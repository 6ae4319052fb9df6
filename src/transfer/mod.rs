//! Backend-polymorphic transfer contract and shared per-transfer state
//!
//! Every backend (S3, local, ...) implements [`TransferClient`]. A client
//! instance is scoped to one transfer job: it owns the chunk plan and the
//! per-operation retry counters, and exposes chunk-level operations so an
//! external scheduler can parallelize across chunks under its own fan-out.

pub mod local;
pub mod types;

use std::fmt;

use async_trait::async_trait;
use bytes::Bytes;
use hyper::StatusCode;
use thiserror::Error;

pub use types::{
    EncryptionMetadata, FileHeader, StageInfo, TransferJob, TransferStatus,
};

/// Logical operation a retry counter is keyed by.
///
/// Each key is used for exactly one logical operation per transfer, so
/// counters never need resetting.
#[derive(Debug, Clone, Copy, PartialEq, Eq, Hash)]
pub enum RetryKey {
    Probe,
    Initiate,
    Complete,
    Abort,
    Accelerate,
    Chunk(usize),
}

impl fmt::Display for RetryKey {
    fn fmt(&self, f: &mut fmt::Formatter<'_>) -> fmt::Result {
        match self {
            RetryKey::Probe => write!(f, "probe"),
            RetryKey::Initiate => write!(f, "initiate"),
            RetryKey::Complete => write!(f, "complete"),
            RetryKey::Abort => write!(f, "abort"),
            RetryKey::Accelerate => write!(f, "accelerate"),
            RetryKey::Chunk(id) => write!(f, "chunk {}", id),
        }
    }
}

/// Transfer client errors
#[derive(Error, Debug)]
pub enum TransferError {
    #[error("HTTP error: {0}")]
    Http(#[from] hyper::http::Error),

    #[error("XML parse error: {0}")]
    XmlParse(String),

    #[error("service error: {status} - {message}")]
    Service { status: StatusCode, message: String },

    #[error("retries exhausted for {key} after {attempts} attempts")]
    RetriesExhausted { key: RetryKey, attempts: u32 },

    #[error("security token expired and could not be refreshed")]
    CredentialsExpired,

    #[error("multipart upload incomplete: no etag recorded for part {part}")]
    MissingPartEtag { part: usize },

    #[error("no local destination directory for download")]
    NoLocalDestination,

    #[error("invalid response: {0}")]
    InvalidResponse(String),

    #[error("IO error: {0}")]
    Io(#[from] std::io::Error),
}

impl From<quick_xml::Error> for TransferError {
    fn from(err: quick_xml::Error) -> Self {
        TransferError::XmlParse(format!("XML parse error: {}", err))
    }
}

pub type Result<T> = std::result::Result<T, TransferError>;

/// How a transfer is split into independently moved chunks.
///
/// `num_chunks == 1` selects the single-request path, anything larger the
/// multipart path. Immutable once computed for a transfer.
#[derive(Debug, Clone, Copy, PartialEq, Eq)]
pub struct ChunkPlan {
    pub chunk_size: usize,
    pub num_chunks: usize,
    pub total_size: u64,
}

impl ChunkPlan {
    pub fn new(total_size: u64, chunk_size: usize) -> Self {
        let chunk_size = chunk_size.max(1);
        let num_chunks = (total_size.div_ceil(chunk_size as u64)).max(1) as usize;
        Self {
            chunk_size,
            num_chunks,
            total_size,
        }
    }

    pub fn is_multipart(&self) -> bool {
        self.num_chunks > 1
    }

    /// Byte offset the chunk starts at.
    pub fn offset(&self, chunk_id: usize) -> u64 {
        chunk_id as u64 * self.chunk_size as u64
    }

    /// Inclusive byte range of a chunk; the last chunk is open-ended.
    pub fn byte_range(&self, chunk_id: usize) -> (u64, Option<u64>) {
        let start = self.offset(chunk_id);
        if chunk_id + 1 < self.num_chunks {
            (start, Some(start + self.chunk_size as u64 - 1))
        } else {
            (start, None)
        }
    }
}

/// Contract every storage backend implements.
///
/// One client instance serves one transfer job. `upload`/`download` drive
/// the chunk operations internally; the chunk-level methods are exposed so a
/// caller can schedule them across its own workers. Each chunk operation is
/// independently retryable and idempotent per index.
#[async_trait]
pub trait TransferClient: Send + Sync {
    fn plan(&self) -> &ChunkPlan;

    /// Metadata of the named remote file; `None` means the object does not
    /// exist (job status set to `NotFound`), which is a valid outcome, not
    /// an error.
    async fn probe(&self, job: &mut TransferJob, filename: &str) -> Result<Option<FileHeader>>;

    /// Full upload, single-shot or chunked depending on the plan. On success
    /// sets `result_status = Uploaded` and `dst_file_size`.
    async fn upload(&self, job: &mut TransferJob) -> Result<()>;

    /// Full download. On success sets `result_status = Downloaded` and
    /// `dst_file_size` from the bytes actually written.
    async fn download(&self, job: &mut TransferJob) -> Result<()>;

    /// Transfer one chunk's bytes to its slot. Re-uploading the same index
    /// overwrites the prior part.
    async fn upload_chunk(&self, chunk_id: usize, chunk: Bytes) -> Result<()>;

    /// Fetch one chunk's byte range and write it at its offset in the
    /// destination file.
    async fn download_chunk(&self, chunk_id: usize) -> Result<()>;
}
☆ ☆ ☆
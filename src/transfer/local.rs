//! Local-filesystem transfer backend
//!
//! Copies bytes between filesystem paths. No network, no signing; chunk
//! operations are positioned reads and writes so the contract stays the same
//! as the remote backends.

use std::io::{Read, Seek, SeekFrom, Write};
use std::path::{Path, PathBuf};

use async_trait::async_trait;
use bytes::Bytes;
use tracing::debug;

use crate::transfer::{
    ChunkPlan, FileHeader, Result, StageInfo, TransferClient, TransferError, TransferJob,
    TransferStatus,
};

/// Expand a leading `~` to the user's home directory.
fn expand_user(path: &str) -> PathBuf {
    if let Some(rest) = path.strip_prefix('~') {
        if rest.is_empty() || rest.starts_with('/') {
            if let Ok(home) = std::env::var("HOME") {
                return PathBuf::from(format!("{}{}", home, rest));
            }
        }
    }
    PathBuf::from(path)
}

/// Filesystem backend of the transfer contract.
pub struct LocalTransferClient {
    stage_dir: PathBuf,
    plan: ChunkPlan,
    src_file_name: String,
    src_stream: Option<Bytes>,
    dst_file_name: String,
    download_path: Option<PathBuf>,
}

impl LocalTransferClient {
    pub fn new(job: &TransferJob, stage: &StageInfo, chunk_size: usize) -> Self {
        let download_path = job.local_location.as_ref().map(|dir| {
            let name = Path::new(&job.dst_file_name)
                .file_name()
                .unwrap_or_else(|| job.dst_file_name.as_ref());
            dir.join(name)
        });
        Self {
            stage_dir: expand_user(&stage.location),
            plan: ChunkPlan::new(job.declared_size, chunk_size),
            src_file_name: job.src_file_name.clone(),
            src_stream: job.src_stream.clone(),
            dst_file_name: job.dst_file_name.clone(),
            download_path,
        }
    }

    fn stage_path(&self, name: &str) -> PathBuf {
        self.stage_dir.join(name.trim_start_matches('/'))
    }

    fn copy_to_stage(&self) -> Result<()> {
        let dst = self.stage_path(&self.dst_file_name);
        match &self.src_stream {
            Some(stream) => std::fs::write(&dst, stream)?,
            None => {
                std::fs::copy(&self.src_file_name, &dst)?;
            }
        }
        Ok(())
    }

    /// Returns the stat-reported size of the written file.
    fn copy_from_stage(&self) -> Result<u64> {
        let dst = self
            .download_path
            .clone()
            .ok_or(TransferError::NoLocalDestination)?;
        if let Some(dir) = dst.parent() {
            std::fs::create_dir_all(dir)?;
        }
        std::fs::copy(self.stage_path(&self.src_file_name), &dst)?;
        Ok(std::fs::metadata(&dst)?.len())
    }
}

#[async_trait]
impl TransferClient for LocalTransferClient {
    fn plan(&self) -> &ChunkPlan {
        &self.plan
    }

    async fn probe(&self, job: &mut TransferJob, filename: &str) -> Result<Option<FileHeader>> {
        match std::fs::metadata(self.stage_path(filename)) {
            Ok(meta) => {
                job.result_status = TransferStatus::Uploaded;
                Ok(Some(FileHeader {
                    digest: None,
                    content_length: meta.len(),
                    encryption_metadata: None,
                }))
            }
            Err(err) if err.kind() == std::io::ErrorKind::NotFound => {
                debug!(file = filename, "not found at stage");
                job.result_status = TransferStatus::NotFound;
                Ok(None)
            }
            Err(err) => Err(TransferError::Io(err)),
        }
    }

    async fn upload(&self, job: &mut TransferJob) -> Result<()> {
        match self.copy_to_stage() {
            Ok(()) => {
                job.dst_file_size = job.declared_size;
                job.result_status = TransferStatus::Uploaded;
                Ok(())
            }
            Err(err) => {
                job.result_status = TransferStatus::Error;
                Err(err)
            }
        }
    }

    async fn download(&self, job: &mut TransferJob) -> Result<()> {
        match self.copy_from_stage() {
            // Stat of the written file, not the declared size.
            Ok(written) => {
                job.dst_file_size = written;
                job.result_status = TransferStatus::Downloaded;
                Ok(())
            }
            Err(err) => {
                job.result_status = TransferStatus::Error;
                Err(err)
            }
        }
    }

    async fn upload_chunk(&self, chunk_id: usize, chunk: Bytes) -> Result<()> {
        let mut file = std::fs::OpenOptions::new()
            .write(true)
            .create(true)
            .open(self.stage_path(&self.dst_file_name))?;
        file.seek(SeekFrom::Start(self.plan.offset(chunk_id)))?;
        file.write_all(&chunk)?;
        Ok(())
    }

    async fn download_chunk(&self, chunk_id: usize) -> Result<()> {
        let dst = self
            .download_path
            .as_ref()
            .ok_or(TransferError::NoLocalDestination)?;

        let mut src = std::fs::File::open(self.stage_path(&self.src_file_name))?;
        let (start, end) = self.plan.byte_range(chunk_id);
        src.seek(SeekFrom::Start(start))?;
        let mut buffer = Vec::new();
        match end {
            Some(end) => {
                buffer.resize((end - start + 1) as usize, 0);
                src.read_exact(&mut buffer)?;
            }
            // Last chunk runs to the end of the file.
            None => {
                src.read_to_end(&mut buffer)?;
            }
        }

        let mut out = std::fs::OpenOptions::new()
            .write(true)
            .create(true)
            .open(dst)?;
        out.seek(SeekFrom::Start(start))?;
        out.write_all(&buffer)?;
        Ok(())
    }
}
☆ ☆ ☆
* **Activity**: Go through the data and copy every line that includes "instance".

* **Reply**:
//! instance is scoped to one transfer job: it owns the chunk plan and the
/// One client instance serves one transfer job. `upload`/`download` drive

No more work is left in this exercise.